Activity:
Within the records below, how many lines hold the string "error"? State that number and nothing else.

(Dataset items)
__________

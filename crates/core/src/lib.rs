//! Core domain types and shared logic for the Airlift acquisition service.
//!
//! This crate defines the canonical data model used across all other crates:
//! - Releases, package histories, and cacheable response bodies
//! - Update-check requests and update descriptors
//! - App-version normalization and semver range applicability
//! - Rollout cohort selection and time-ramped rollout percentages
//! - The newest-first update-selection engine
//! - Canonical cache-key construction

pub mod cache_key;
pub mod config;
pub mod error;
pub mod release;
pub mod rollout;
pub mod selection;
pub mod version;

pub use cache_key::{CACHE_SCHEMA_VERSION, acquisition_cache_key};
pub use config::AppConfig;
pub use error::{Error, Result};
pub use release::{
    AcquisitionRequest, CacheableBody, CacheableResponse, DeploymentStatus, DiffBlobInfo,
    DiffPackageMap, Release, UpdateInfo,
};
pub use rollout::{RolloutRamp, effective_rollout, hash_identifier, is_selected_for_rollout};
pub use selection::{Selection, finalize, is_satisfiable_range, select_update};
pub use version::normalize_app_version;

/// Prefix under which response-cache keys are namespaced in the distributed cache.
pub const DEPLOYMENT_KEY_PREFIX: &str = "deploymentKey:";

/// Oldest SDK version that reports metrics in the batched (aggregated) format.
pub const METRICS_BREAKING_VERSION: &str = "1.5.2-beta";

__________

Exercise answer:
2